___ Data under study
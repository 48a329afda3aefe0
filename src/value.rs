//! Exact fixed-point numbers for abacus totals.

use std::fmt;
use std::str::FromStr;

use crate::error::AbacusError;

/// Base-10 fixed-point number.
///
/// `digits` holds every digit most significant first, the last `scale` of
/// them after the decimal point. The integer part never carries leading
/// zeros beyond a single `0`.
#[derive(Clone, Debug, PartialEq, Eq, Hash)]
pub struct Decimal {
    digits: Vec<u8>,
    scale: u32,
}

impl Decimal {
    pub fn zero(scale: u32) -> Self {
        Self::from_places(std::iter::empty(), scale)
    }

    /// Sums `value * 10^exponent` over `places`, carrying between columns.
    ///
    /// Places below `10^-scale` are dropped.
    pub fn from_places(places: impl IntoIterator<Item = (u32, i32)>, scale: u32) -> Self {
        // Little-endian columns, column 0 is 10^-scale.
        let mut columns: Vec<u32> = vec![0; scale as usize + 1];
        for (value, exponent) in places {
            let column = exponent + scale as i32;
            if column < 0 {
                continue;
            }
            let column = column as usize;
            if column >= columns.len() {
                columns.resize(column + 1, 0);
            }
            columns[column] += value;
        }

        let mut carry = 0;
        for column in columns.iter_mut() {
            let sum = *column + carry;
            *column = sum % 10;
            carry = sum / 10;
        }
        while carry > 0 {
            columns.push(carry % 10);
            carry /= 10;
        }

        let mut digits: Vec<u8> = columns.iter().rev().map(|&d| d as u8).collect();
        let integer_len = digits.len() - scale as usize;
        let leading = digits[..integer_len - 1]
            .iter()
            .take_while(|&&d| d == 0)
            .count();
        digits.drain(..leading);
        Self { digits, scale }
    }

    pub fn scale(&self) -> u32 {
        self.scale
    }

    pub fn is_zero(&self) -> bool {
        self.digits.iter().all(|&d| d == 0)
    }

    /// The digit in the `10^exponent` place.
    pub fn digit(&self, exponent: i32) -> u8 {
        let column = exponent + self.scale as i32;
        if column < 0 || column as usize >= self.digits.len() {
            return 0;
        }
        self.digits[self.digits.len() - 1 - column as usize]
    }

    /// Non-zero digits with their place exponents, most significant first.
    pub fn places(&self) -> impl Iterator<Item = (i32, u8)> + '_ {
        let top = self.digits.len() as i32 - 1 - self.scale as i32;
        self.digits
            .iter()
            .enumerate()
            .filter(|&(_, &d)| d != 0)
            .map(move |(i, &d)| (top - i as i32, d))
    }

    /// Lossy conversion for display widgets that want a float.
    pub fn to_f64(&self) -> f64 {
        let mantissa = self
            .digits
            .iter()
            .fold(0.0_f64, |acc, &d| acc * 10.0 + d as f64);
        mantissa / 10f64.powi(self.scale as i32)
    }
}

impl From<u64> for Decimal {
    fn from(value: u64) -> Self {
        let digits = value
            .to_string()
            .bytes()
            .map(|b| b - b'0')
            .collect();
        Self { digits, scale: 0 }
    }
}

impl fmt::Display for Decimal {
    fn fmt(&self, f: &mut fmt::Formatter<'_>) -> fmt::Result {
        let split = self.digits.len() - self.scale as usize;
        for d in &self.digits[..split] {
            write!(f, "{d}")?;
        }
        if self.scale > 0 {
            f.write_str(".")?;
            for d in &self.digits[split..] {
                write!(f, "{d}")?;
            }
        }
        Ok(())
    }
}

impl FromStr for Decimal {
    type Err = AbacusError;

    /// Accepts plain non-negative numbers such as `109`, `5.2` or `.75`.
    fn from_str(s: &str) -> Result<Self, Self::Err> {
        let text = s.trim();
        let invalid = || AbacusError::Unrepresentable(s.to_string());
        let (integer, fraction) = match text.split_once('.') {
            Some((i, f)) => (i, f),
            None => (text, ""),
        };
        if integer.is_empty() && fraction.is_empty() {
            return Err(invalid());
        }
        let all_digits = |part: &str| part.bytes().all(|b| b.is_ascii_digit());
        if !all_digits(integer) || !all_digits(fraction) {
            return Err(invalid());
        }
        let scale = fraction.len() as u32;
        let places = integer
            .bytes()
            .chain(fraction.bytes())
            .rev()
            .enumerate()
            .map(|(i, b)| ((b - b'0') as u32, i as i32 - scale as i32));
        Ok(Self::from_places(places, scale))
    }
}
______
▶ **Task brief**:
Please return every line from the first one in the records above down to the line containing "holds every digit", including both, exactly as written and nothing more.

▶ **Solved problem**:
repository 48a329afda3aefe0
filename src/value.rs
//! Exact fixed-point numbers for abacus totals.

use std::fmt;
use std::str::FromStr;

use crate::error::AbacusError;

/// Base-10 fixed-point number.
///
/// `digits` holds every digit most significant first, the last `scale` of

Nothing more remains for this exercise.